++++ Listed entries ++++
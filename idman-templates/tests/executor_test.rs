use std::sync::Arc;

use idman_templates::executor::TemplateExecutor;
use idman_templates::models::{Template, TemplateAssignment, TemplateMetadata, TemplateTarget};
use test_fixtures::{account, group, permission_set, user, MemoryDirectory};

const INSTANCE: &str = "arn:aws:sso:us-east-1:123456789012:instance/ins-1";

fn directory() -> Arc<MemoryDirectory> {
    Arc::new(
        MemoryDirectory::new()
            .with_user(user("alice"))
            .with_group(group("devs", &["alice"]))
            .with_permission_set(permission_set("DevAccess"))
            .with_permission_set(permission_set("ReadOnly"))
            .with_account(account("123456789012", "Prod"))
            .with_account(account("234567890123", "Dev")),
    )
}

fn template() -> Template {
    Template {
        metadata: TemplateMetadata::new("developer-access"),
        assignments: vec![TemplateAssignment {
            entities: vec!["user:alice".to_string(), "group:devs".to_string()],
            permission_sets: vec!["DevAccess".to_string(), "ReadOnly".to_string()],
            targets: TemplateTarget {
                account_ids: Some(vec![
                    "123456789012".to_string(),
                    "234567890123".to_string(),
                ]),
                account_tags: None,
                exclude_accounts: None,
            },
        }],
    }
}

// 2 entities x 2 permission sets x 2 accounts = 8 concrete triples.
#[tokio::test]
async fn preview_reports_the_full_cross_product() {
    let executor = TemplateExecutor::new(directory(), INSTANCE);
    let preview = executor.preview(&template()).await.unwrap();
    assert_eq!(preview.total_assignments, 8);
    assert_eq!(preview.resolved_accounts.len(), 2);
    assert!(preview.entities.iter().all(|e| e.exists));
    assert!(preview.permission_sets.iter().all(|p| p.exists));
}

#[tokio::test]
async fn preview_issues_no_writes() {
    let directory = directory();
    let executor = TemplateExecutor::new(directory.clone(), INSTANCE);
    executor.preview(&template()).await.unwrap();
    assert_eq!(directory.mutating_call_count(), 0);
}

#[tokio::test]
async fn apply_creates_every_expanded_assignment() {
    let directory = directory();
    let executor = TemplateExecutor::new(directory.clone(), INSTANCE);
    let result = executor.apply(&template(), false).await.unwrap();
    assert!(result.success);
    assert_eq!(result.created.len(), 8);
    assert_eq!(result.failed.len(), 0);
    assert_eq!(directory.assignments().len(), 8);
}

#[tokio::test]
async fn apply_skips_existing_assignments() {
    let directory = directory();
    let executor = TemplateExecutor::new(directory.clone(), INSTANCE);
    executor.apply(&template(), false).await.unwrap();
    let rerun = executor.apply(&template(), false).await.unwrap();
    assert!(rerun.success);
    assert_eq!(rerun.created.len(), 0);
    assert_eq!(rerun.skipped.len(), 8);
    assert_eq!(directory.assignments().len(), 8);
}

#[tokio::test]
async fn dry_run_apply_touches_nothing() {
    let directory = directory();
    let executor = TemplateExecutor::new(directory.clone(), INSTANCE);
    let result = executor.apply(&template(), true).await.unwrap();
    assert!(result.success);
    assert_eq!(result.created.len(), 8);
    assert_eq!(directory.mutating_call_count(), 0);
    assert!(directory.assignments().is_empty());
}

#[tokio::test]
async fn invalid_templates_do_not_execute() {
    let directory = directory();
    let executor = TemplateExecutor::new(directory.clone(), INSTANCE);
    let mut bad = template();
    bad.assignments[0].entities = vec!["user:ghost".to_string()];
    let result = executor.apply(&bad, false).await.unwrap();
    assert!(!result.success);
    assert!(result
        .error_message
        .as_deref()
        .unwrap()
        .contains("entity not found"));
    assert_eq!(directory.mutating_call_count(), 0);
}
++++
■ Work instruction: Each line of the listing must be transcribed precisely as it appears.

■ Task answer:
filename idman-templates/tests/executor_test.rs
use std::sync::Arc;

use idman_templates::executor::TemplateExecutor;
use idman_templates::models::{Template, TemplateAssignment, TemplateMetadata, TemplateTarget};
use test_fixtures::{account, group, permission_set, user, MemoryDirectory};

const INSTANCE: &str = "arn:aws:sso:us-east-1:123456789012:instance/ins-1";

fn directory() -> Arc<MemoryDirectory> {
    Arc::new(
        MemoryDirectory::new()
            .with_user(user("alice"))
            .with_group(group("devs", &["alice"]))
            .with_permission_set(permission_set("DevAccess"))
            .with_permission_set(permission_set("ReadOnly"))
            .with_account(account("123456789012", "Prod"))
            .with_account(account("234567890123", "Dev")),
    )
}

fn template() -> Template {
    Template {
        metadata: TemplateMetadata::new("developer-access"),
        assignments: vec![TemplateAssignment {
            entities: vec!["user:alice".to_string(), "group:devs".to_string()],
            permission_sets: vec!["DevAccess".to_string(), "ReadOnly".to_string()],
            targets: TemplateTarget {
                account_ids: Some(vec![
                    "123456789012".to_string(),
                    "234567890123".to_string(),
                ]),
                account_tags: None,
                exclude_accounts: None,
            },
        }],
    }
}

// 2 entities x 2 permission sets x 2 accounts = 8 concrete triples.
#[tokio::test]
async fn preview_reports_the_full_cross_product() {
    let executor = TemplateExecutor::new(directory(), INSTANCE);
    let preview = executor.preview(&template()).await.unwrap();
    assert_eq!(preview.total_assignments, 8);
    assert_eq!(preview.resolved_accounts.len(), 2);
    assert!(preview.entities.iter().all(|e| e.exists));
    assert!(preview.permission_sets.iter().all(|p| p.exists));
}

#[tokio::test]
async fn preview_issues_no_writes() {
    let directory = directory();
    let executor = TemplateExecutor::new(directory.clone(), INSTANCE);
    executor.preview(&template()).await.unwrap();
    assert_eq!(directory.mutating_call_count(), 0);
}

#[tokio::test]
async fn apply_creates_every_expanded_assignment() {
    let directory = directory();
    let executor = TemplateExecutor::new(directory.clone(), INSTANCE);
    let result = executor.apply(&template(), false).await.unwrap();
    assert!(result.success);
    assert_eq!(result.created.len(), 8);
    assert_eq!(result.failed.len(), 0);
    assert_eq!(directory.assignments().len(), 8);
}

#[tokio::test]
async fn apply_skips_existing_assignments() {
    let directory = directory();
    let executor = TemplateExecutor::new(directory.clone(), INSTANCE);
    executor.apply(&template(), false).await.unwrap();
    let rerun = executor.apply(&template(), false).await.unwrap();
    assert!(rerun.success);
    assert_eq!(rerun.created.len(), 0);
    assert_eq!(rerun.skipped.len(), 8);
    assert_eq!(directory.assignments().len(), 8);
}

#[tokio::test]
async fn dry_run_apply_touches_nothing() {
    let directory = directory();
    let executor = TemplateExecutor::new(directory.clone(), INSTANCE);
    let result = executor.apply(&template(), true).await.unwrap();
    assert!(result.success);
    assert_eq!(result.created.len(), 8);
    assert_eq!(directory.mutating_call_count(), 0);
    assert!(directory.assignments().is_empty());
}

#[tokio::test]
async fn invalid_templates_do_not_execute() {
    let directory = directory();
    let executor = TemplateExecutor::new(directory.clone(), INSTANCE);
    let mut bad = template();
    bad.assignments[0].entities = vec!["user:ghost".to_string()];
    let result = executor.apply(&bad, false).await.unwrap();
    assert!(!result.success);
    assert!(result
        .error_message
        .as_deref()
        .unwrap()
        .contains("entity not found"));
    assert_eq!(directory.mutating_call_count(), 0);
}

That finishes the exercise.